MATERIALS PROVIDED:
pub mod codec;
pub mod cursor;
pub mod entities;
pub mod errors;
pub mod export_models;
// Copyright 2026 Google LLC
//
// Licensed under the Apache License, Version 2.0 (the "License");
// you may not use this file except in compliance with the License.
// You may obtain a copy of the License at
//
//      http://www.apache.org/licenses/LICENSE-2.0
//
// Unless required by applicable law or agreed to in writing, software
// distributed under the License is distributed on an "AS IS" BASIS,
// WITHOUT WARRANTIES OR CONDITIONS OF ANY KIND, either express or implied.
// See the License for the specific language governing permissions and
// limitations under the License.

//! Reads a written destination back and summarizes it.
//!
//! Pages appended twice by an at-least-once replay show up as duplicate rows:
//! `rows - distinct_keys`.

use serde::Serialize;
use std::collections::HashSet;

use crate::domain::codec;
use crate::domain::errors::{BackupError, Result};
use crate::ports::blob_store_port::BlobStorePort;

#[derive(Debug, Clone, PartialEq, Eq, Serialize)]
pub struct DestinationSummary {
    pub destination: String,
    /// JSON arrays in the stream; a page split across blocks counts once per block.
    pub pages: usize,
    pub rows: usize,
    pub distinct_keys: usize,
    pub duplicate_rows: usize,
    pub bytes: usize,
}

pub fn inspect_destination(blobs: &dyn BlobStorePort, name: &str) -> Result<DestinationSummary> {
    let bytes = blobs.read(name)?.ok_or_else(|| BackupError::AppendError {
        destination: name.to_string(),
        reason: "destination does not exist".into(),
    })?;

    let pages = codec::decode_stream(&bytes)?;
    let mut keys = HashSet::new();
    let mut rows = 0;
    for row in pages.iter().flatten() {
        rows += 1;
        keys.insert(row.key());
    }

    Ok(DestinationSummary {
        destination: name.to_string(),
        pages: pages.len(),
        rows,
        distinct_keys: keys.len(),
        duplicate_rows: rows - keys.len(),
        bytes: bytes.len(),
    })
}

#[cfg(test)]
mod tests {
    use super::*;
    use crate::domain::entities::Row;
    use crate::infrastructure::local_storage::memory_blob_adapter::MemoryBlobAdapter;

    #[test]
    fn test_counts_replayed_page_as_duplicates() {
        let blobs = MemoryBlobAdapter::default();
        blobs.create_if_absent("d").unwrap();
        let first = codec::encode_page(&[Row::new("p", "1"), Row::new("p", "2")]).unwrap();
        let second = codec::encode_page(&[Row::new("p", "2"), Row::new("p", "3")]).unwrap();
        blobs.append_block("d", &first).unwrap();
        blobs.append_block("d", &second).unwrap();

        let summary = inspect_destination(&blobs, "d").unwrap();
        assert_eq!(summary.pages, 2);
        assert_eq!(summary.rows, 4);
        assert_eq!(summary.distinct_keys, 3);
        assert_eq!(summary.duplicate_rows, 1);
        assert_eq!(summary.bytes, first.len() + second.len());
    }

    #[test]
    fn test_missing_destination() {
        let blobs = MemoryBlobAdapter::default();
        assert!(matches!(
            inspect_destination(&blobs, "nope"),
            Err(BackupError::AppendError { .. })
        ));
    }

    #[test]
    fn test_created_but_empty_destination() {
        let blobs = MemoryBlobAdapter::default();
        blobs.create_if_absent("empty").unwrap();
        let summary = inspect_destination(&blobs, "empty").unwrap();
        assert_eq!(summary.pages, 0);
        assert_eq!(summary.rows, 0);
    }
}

...

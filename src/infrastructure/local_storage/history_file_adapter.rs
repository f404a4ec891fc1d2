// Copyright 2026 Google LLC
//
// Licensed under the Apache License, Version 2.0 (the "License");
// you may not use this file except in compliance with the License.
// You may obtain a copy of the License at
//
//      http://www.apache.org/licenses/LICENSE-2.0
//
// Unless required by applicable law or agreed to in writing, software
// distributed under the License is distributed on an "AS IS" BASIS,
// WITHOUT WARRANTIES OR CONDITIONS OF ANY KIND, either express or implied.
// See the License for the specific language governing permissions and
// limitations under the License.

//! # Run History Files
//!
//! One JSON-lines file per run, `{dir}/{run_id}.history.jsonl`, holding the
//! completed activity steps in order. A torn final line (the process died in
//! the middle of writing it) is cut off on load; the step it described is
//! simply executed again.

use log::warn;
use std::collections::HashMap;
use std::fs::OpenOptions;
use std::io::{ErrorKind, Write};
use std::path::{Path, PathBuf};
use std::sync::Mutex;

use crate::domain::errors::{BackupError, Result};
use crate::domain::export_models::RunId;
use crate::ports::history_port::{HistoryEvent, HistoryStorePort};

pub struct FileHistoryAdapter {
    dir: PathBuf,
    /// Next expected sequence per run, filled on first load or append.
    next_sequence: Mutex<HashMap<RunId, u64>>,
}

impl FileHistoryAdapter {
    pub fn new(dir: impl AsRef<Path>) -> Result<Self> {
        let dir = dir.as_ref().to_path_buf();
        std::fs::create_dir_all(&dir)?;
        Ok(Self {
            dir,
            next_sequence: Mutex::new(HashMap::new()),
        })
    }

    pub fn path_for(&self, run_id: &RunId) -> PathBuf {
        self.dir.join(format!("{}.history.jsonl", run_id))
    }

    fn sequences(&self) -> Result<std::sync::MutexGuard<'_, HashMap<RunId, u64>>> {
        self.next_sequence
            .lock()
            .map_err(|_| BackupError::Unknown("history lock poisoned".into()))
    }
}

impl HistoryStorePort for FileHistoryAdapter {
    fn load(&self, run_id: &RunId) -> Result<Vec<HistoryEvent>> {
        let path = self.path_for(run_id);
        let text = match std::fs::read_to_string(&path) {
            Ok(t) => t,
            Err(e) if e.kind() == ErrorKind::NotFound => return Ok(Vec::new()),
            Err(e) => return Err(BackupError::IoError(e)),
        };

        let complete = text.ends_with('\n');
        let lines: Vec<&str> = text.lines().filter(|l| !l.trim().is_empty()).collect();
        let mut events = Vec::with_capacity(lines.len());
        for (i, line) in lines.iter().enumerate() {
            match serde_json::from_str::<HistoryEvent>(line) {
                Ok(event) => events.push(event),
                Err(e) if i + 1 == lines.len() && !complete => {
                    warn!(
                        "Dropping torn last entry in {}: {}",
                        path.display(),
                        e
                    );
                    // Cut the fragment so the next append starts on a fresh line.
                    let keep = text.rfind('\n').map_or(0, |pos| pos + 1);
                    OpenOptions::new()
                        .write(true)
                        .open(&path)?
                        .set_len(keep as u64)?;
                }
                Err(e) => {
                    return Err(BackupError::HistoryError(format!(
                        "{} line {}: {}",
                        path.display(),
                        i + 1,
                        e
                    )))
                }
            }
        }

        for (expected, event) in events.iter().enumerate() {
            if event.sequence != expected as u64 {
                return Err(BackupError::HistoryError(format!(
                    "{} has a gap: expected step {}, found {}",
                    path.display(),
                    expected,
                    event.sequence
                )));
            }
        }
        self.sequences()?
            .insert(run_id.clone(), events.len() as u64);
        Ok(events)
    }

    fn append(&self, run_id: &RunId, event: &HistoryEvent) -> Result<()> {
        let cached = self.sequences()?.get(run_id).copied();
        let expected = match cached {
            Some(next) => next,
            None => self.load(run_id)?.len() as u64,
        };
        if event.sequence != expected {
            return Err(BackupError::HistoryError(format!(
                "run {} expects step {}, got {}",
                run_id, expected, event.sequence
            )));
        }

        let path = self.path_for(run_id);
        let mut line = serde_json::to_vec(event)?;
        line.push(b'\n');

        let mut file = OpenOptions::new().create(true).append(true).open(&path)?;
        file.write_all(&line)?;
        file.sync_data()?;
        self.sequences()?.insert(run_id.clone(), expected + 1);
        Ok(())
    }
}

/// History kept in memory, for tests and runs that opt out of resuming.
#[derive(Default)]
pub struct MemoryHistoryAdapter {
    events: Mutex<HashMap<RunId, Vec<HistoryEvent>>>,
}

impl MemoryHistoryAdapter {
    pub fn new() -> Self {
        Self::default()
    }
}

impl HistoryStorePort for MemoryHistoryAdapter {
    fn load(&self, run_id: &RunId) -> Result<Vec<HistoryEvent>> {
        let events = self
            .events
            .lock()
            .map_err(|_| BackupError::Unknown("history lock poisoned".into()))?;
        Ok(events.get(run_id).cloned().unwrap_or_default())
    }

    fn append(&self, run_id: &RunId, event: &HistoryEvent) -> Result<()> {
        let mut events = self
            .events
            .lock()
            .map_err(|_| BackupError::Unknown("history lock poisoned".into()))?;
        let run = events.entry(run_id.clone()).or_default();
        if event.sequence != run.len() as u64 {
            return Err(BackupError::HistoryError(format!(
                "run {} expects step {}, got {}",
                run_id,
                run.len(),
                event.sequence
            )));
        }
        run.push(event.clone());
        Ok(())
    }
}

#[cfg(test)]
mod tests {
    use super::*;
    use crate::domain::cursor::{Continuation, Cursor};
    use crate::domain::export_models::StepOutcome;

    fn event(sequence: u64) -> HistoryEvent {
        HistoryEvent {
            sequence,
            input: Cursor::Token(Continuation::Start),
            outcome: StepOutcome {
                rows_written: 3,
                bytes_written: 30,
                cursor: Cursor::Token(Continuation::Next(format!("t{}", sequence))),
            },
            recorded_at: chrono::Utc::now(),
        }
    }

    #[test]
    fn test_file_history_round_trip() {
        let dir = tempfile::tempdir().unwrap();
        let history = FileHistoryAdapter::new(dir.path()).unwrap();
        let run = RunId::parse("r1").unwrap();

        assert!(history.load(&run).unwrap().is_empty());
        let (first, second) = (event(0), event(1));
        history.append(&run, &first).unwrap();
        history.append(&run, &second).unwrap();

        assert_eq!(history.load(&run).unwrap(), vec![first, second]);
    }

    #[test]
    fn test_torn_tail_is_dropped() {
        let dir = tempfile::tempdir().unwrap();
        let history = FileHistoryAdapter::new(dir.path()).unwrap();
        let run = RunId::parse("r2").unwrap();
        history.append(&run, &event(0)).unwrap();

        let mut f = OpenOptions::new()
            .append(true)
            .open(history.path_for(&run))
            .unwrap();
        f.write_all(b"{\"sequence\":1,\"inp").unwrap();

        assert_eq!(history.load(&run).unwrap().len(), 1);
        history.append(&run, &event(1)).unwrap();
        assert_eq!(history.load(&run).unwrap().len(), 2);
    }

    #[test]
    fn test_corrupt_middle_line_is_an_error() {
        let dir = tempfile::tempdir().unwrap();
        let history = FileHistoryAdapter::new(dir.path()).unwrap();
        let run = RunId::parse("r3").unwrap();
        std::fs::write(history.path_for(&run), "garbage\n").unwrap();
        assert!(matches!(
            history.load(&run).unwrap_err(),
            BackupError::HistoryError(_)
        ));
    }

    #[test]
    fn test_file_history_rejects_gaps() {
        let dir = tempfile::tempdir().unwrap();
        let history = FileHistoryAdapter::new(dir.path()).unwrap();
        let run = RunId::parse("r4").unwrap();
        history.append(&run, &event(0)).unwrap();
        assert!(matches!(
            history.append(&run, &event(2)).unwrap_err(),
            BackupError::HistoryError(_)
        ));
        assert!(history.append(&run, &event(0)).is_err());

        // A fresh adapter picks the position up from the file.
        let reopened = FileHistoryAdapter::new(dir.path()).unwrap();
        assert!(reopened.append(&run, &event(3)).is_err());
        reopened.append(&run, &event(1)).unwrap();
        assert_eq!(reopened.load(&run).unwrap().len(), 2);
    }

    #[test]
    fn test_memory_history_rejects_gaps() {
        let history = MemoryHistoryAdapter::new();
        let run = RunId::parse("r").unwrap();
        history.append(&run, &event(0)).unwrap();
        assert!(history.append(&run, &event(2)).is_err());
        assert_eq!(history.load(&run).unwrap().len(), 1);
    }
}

EXERCISE PROMPT:
Copy out each line of the records above that includes "OpenOptions".

COMPLETED EXERCISE:
use std::fs::OpenOptions;
                    OpenOptions::new()
        let mut file = OpenOptions::new().create(true).append(true).open(&path)?;
        let mut f = OpenOptions::new()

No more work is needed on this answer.